Alla fine mi propone di vederci. Avrei dovuto dire di no. Avrei dovuto dirlo a Stefano, anzi, e poi non andare. Son cose serie, son cose grosse. Ma sono stata terribilmente codarda e ho ceduto. Quel sorriso… come potevo dire di no? Ma giuro, dovevamo solo bere qualcosa. Non avevo altre idee strane per la testa, te lo direi se fosse così.>>

<<E dove vi siete visti?>>

<<A Parma.>>

<<Parma? Della serie: così siamo sicuri di non farci beccare!>>

<<Suppongo… di si.>>

<<Fai bene ad abbassare lo sguardo, signorina. Continua.>>

<<Ci siamo visti fuori dall’autostrada. Luca deve avere anche parecchi soldi, oltre che la mia auto preferita.
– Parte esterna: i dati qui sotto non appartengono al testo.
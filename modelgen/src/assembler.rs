//! # Model Assembler Module

use crate::model::{Column, Table};
use crate::naming::strip_db_prefix;
use crate::resolver::Constraints;

/// Combines the resolved constraints and mapped columns of one table.
///
/// A table named `"<db_name>_..."` loses that prefix (once, at the start
/// only) and is flagged for the prefixed registration variant.
pub fn assemble(table_name: &str, db_name: &str, constraints: Constraints, columns: Vec<Column>) -> Table {
    let (name, prefixed) = strip_db_prefix(table_name, db_name);

    Table {
        name,
        source_name: table_name.to_string(),
        prefixed,
        pk: constraints.pk,
        unique_keys: constraints.unique_keys,
        foreign_keys: constraints.foreign_keys,
        columns,
    }
}
//! # Config Module
//!
//! The settings of one generation run, fixed before the run starts.

use std::path::{Path, PathBuf};

use crate::naming::database_name;
use crate::{Error, Result};

/// Immutable settings of a generation run.
#[derive(Debug, Clone, PartialEq, Eq)]
pub struct Config {
    pub(crate) conn: String,
    pub(crate) tables: Vec<String>,
    pub(crate) fields: Option<String>,
    pub(crate) out_dir: PathBuf,
    pub(crate) format: bool,
}

impl Config {
    /// Starts a builder for the given connection string.
    pub fn builder(conn: impl Into<String>) -> ConfigBuilder {
        ConfigBuilder::new(conn)
    }

    pub fn conn(&self) -> &str {
        &self.conn
    }

    /// Selected tables. Empty means every table of the database.
    pub fn tables(&self) -> &[String] {
        &self.tables
    }

    /// Field selection passed on the command line. Not used by generation.
    pub fn fields(&self) -> Option<&str> {
        self.fields.as_deref()
    }

    pub fn out_dir(&self) -> &Path {
        &self.out_dir
    }

    /// Whether written files are passed through `gofmt`.
    pub fn format(&self) -> bool {
        self.format
    }

    /// Database name taken from the connection string.
    pub fn database_name(&self) -> String {
        database_name(&self.conn)
    }
}

/// Builder for [`Config`].
#[derive(Debug, Clone)]
pub struct ConfigBuilder {
    conn: String,
    tables: Vec<String>,
    fields: Option<String>,
    out_dir: PathBuf,
    format: bool,
}

impl ConfigBuilder {
    pub fn new(conn: impl Into<String>) -> Self {
        Self { conn: conn.into(), tables: Vec::new(), fields: None, out_dir: PathBuf::from("."), format: true }
    }

    /// Restricts generation to a comma-separated list of tables.
    pub fn tables(mut self, list: &str) -> Self {
        self.tables = parse_table_list(list);
        self
    }

    pub fn fields(mut self, fields: impl Into<String>) -> Self {
        self.fields = Some(fields.into());
        self
    }

    pub fn out_dir(mut self, dir: impl Into<PathBuf>) -> Self {
        self.out_dir = dir.into();
        self
    }

    pub fn format(mut self, format: bool) -> Self {
        self.format = format;
        self
    }

    pub fn build(self) -> Result<Config> {
        if self.conn.trim().is_empty() {
            return Err(Error::MissingConnection);
        }
        Ok(Config {
            conn: self.conn,
            tables: self.tables,
            fields: self.fields,
            out_dir: self.out_dir,
            format: self.format,
        })
    }
}

/// Splits a comma-separated table list. Entries are trimmed, blanks are
/// dropped and repeated names keep their first position.
pub fn parse_table_list(list: &str) -> Vec<String> {
    let mut tables: Vec<String> = Vec::new();
    for name in list.split(',').map(str::trim).filter(|n| !n.is_empty()) {
        if !tables.iter().any(|t| t == name) {
            tables.push(name.to_string());
        }
    }
    tables
}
Va bene, non voglio dilungarmi. Era splendido. Camicia bianca, maniche arrotolate, pantaloni di lino scuri, sandali. Nessun profumo, e sai che li odio. Solita barba un pò sfatta, l’espressione tirata, da cucciolo abbandonato. Mi ha abbracciata stretta, senza dire niente. Ha detto Raffa un paio di volte nel mio orecchio, mi ha stretta ancora, mi ha tirata indietro per guardarmi, mi ha detto sei meravigliosa, sei stupenda, dico davvero. Io avevo la bocca secca, non ho detto una parola, ero completamente nel pallone, quell’abbraccio non me lo aspettavo e forse nemmeno lo volevo, non lo avrei voluto, perchè mi è passata troppa energia attraverso.

Avevo detto che non mi sarei dilungata ma, amica… lo avessi visto! Non smetteva di guardarmi, e aveva gli occhi quasi lucidi. Ha detto camminiamo, facciamo due passi. E allora l’ho seguito. Parma era quasi vuota, noi camminavamo un pò distanti perchè avevo paura di stargli troppo vicino, che lui mi considerasse invadente, e intanto mi parlava del suo lavoro, della casa che sta per terminare, della convivenza fallita con la sua ex fidanzata, di viaggi passati e futuri. Poi si è fermato di colpo. Io gli ero alle spalle. Ha quasi sussurrato, ha detto vieni qui, vieni vicina, se non vieni vicina adesso, impazzisco. L’ha ripetuto. Vieni vicina, se non vieni vicina, impazzisco. Ho fatto tre passi, gli sono stata dietro, appiccicata alla schiena, che non riuscivo a guardarlo in faccia. Ho appoggiato le labbra alla sua schiena, al profumo della sua camicia bianca, la mia bocca arriva giusto giusto in mezzo alle sue scapole. Ha respirato a fondo e ha pronunciato il mio nome. E’ cominciata così. Deve ancora finire.>>

La ragazza numero uno annuisce, continua a bere e a fumare. <<E cosa fate? Cosa avete intenzione di fare?>>

<<Ci siamo visti solo una seconda volta, a casa sua, quella che deve essere finita. No, non abbiamo fatto l’amore, ma ci siamo baciati,e  tenuti stretti, e abbiamo detto almeno dieci volte dobbiamo smetterla, e almeno altre dieci volte lo diciamo a Stefano.>> la voce le trema, lei è innamorata di Stefano, ne è sicura, è spaventata a morte, si sente in colpa, si sente euforica, si sente una merda, si sente invincibile. Luca è diventato il suo mondo, si è persa in quegli occhi e teme non si ritroverà mai più. Si è persa nel profumo di quella camicia e non vuole essere ritrovata. Piange, adesso, Raffaella, mentre la ragazza numero uno ordina un secondo white lady, fuma, e pensa che no, non la invidia per niente, la sua amica bella e triste.